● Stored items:
━━━━

impl TrainingJobService {
    #[tracing::instrument(name = "service::training_job::submit")]
    pub async fn submit(
        &self,
        request: SubmitJobRequest,
        operation_id: &Option<OperationId>,
    ) -> Result<TrainingJob, OrchestratorError> {
        if request.ai_module.trim().is_empty() {
            return Err(OrchestratorError::Validation(
                "ai_module is required".to_string(),
            ));
        }

        if request.dataset_id.trim().is_empty() {
            return Err(OrchestratorError::Validation(
                "dataset_id is required".to_string(),
            ));
        }

        let dataset_ready = self.datasets.dataset_ready(&request.dataset_id).await?;
        if !dataset_ready {
            return Err(OrchestratorError::Validation(format!(
                "dataset {} does not exist or is not ready",
                request.dataset_id
            )));
        }

        let organization_jobs = self
            .persistence
            .get_by_organization_id(&request.organization_id)
            .await?;
        let active_count = organization_jobs.iter().filter(|job| job.is_active()).count();

        // over quota is backpressure, not failure: the job lands in queued and
        // the admission loop promotes it once capacity frees up
        let status = if active_count < self.config.max_concurrent_jobs {
            JobStatus::Pending
        } else {
            JobStatus::Queued
        };

        let job = TrainingJob {
            id: Uuid::new_v4().to_string(),
            organization_id: request.organization_id,
            name: request.name,
            description: request.description,
            ai_module: request.ai_module,
            dataset_id: request.dataset_id,
            base_model_version: request.base_model_version,
            hyperparameters: request.hyperparameters.unwrap_or_else(|| serde_json::json!({})),

            status,
            progress_percent: 0,
            current_epoch: None,
            total_epochs: request.total_epochs,
            metrics: None,
            training_logs: None,
            error_message: None,
            estimated_completion: None,
            annotations: serde_json::json!({}),

            created_at: Utc::now(),
            started_at: None,
            completed_at: None,

            sequence: 0,
        };

        self.persistence.create(&job).await?;

        let operation_id = OperationId::unwrap_or_create(operation_id);
        let job_created_event = create_event::<TrainingJobMessage>(
            &None,
            &Some(job.clone().into()),
            EventType::Created,
            ModelType::TrainingJob,
            &operation_id,
        )?;
        self.event_stream.send(&job_created_event).await?;

        tracing::info!("training job {} submitted as {}", job.id, job.status);

        Ok(job)
    }

    #[tracing::instrument(name = "service::training_job::cancel")]
    pub async fn cancel(
        &self,
        job_id: &str,
        operation_id: &Option<OperationId>,
    ) -> Result<TrainingJob, OrchestratorError> {
        let (previous_job, cancelled_job) = loop {
            let job = self.get_required(job_id).await?;

            if job.status.is_terminal() {
                return Err(OrchestratorError::InvalidState(format!(
                    "job {} is already {} and cannot be cancelled",
                    job_id, job.status
                )));
            }

            let mut cancelled_job = job.clone();
            cancelled_job.status = JobStatus::Cancelled;
            cancelled_job.completed_at = Some(Utc::now());

            if self.persistence.update(&cancelled_job).await? == 1 {
                cancelled_job.sequence += 1;
                break (job, cancelled_job);
            }
        };

        // best-effort: the executor may still deliver a late terminal callback,
        // which report_terminal drops once the job is cancelled
        if let Err(error) = self.executor.cancel(job_id).await {
            tracing::warn!("executor cancel for job {} failed: {}", job_id, error);
        }

        self.send_updated_event(&previous_job, &cancelled_job, operation_id)
            .await?;

        tracing::info!("training job {} cancelled", job_id);

        Ok(cancelled_job)
    }

    #[tracing::instrument(name = "service::training_job::report_progress")]
    pub async fn report_progress(
        &self,
        message: JobProgressMessage,
        operation_id: &Option<OperationId>,
    ) -> Result<(), OrchestratorError> {
        loop {
            let job = self.get_required(&message.job_id).await?;

            // duplicate or out-of-order callbacks after a terminal status are
            // dropped; progress is frozen from that point on
            if job.status.is_terminal() {
                return Ok(());
            }

            if job.status != JobStatus::Running {
                tracing::warn!(
                    "dropping progress callback for job {} in status {}",
                    job.id,
                    job.status
                );
                return Ok(());
            }

            let mut updated_job = job.clone();

            updated_job.progress_percent = job
                .progress_percent
                .max(message.progress_percent.clamp(0, 100));

            if let Some(epoch) = message.current_epoch {
                updated_job.current_epoch = Some(job.current_epoch.unwrap_or(0).max(epoch));
            }

            if let Some(reported_metrics) = &message.metrics {
                let mut metrics = job.metrics.unwrap_or_default();
                metrics.merge(reported_metrics);
                updated_job.metrics = Some(metrics);
            }

            if let Some(log_line) = &message.log_line {
                let mut training_logs = job.training_logs.clone().unwrap_or_default();
                if !training_logs.is_empty() {
                    training_logs.push('\n');
                }
                training_logs.push_str(log_line);
                updated_job.training_logs = Some(training_logs);
            }

            if message.estimated_completion.is_some() {
                updated_job.estimated_completion = message.estimated_completion;
            }

            if self.persistence.update(&updated_job).await? == 1 {
                updated_job.sequence += 1;
                self.send_updated_event(&job, &updated_job, operation_id)
                    .await?;
                return Ok(());
            }
        }
    }

    #[tracing::instrument(name = "service::training_job::report_terminal")]
    pub async fn report_terminal(
        &self,
        message: JobTerminalMessage,
        operation_id: &Option<OperationId>,
    ) -> Result<(), OrchestratorError> {
        if !matches!(message.status, JobStatus::Completed | JobStatus::Failed) {
            return Err(OrchestratorError::Validation(format!(
                "executor may only report completed or failed, got {}",
                message.status
            )));
        }

        loop {
            let job = self.get_required(&message.job_id).await?;

            // late callbacks for a job that is already terminal (including one
            // cancelled while the executor was still running) are dropped
            if job.status.is_terminal() {
                return Ok(());
            }

            if job.status != JobStatus::Running {
                tracing::warn!(
                    "dropping terminal callback for job {} in status {}",
                    job.id,
                    job.status
                );
                return Ok(());
            }

            let mut terminal_job = job.clone();
            terminal_job.status = message.status;
            terminal_job.completed_at = Some(Utc::now());

            if let Some(reported_metrics) = &message.metrics {
                let mut metrics = job.metrics.unwrap_or_default();
                metrics.merge(reported_metrics);
                terminal_job.metrics = Some(metrics);
            }

            match message.status {
                JobStatus::Completed => {
                    terminal_job.progress_percent = 100;
                }
                _ => {
                    terminal_job.error_message = Some(
                        message
                            .error_message
                            .clone()
                            .unwrap_or_else(|| "training executor reported failure".to_string()),
                    );
                }
            }

            if self.persistence.update(&terminal_job).await? == 1 {
                terminal_job.sequence += 1;
                self.send_updated_event(&job, &terminal_job, operation_id)
                    .await?;

                tracing::info!("training job {} reported {}", job.id, terminal_job.status);
                return Ok(());
            }
        }
    }

    // one admission tick: dispatch jobs admitted at submit time, then promote
    // queued jobs oldest-first while their organization has spare quota
    #[tracing::instrument(name = "service::training_job::admit_queued")]
    pub async fn admit_queued(
        &self,
        operation_id: &Option<OperationId>,
    ) -> Result<Vec<TrainingJob>, OrchestratorError> {
        let mut started_jobs = Vec::new();

        let mut pending_jobs = self.persistence.get_by_status(JobStatus::Pending).await?;
        pending_jobs.sort_by(|left, right| left.created_at.cmp(&right.created_at));

        for job in pending_jobs {
            if let Some(started_job) = self.start_job(job, operation_id).await? {
                started_jobs.push(started_job);
            }
        }

        let mut queued_jobs = self.persistence.get_by_status(JobStatus::Queued).await?;
        queued_jobs.sort_by(|left, right| left.created_at.cmp(&right.created_at));

        for job in queued_jobs {
            // quota is recomputed from the store on every decision
            let organization_jobs = self
                .persistence
                .get_by_organization_id(&job.organization_id)
                .await?;
            let occupied = organization_jobs
                .iter()
                .filter(|candidate| {
                    matches!(candidate.status, JobStatus::Pending | JobStatus::Running)
                })
                .count();

            if occupied >= self.config.max_concurrent_jobs {
                continue;
            }

            if let Some(started_job) = self.start_job(job, operation_id).await? {
                started_jobs.push(started_job);
            }
        }

        Ok(started_jobs)
    }

    #[tracing::instrument(name = "service::training_job::annotate")]
    pub async fn annotate(
        &self,
        job_id: &str,
        key: &str,
        value: serde_json::Value,
        operation_id: &Option<OperationId>,
    ) -> Result<TrainingJob, OrchestratorError> {
        if key.trim().is_empty() {
            return Err(OrchestratorError::Validation(
                "annotation key is required".to_string(),
            ));
        }

        loop {
            let job = self.get_required(job_id).await?;

            let mut annotated_job = job.clone();
            if !annotated_job.annotations.is_object() {
                annotated_job.annotations = serde_json::json!({});
            }
            if let Some(annotations) = annotated_job.annotations.as_object_mut() {
                annotations.insert(key.to_string(), value.clone());
            }

            if self.persistence.update(&annotated_job).await? == 1 {
                annotated_job.sequence += 1;
                self.send_updated_event(&job, &annotated_job, operation_id)
                    .await?;
                return Ok(annotated_job);
            }
        }
    }

    #[tracing::instrument(name = "service::training_job::get_by_id")]
    pub async fn get_by_id(&self, job_id: &str) -> Result<Option<TrainingJob>, OrchestratorError> {
        Ok(self.persistence.get_by_id(job_id).await?)
    }

    #[tracing::instrument(name = "service::training_job::get_by_organization_id")]
    pub async fn get_by_organization_id(
        &self,
        organization_id: &str,
    ) -> Result<Vec<TrainingJob>, OrchestratorError> {
        Ok(self
            .persistence
            .get_by_organization_id(organization_id)
            .await?)
    }

    #[tracing::instrument(name = "service::training_job::list")]
    pub async fn list(&self) -> Result<Vec<TrainingJob>, OrchestratorError> {
        Ok(self.persistence.list().await?)
    }

    async fn start_job(
        &self,
        job: TrainingJob,
        operation_id: &Option<OperationId>,
    ) -> Result<Option<TrainingJob>, OrchestratorError> {
        if let Err(error) = self.executor.dispatch(&job.clone().into()).await {
            tracing::warn!(
                "dispatch of job {} failed, retrying next tick: {}",
                job.id,
                error
            );
            return Ok(None);
        }

        let mut running_job = job.clone();
        running_job.status = JobStatus::Running;
        running_job.started_at = Some(Utc::now());

        if self.persistence.update(&running_job).await? == 0 {
            // lost a race with a concurrent cancel; the executor's eventual
            // terminal report will be dropped
            return Ok(None);
        }
        running_job.sequence += 1;

        self.send_updated_event(&job, &running_job, operation_id)
            .await?;

        tracing::info!("training job {} promoted to running", running_job.id);

        Ok(Some(running_job))
    }

    async fn get_required(&self, job_id: &str) -> Result<TrainingJob, OrchestratorError> {
        self.persistence
            .get_by_id(job_id)
            .await?
            .ok_or_else(|| OrchestratorError::NotFound(format!("training job {} not found", job_id)))
    }

    async fn send_updated_event(
        &self,
        previous_job: &TrainingJob,
        current_job: &TrainingJob,
        operation_id: &Option<OperationId>,
    ) -> Result<(), OrchestratorError> {
        let operation_id = OperationId::unwrap_or_create(operation_id);
        let job_updated_event = create_event::<TrainingJobMessage>(
            &Some(previous_job.clone().into()),
            &Some(current_job.clone().into()),
            EventType::Updated,
            ModelType::TrainingJob,
            &operation_id,
        )?;
        self.event_stream.send(&job_updated_event).await?;

        Ok(())
    }
}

━━━━

● Your instructions: Identify the lines in the entries above that contain "still", then copy them out.

● Answer to this problem:
        // best-effort: the executor may still deliver a late terminal callback,
            // cancelled while the executor was still running) are dropped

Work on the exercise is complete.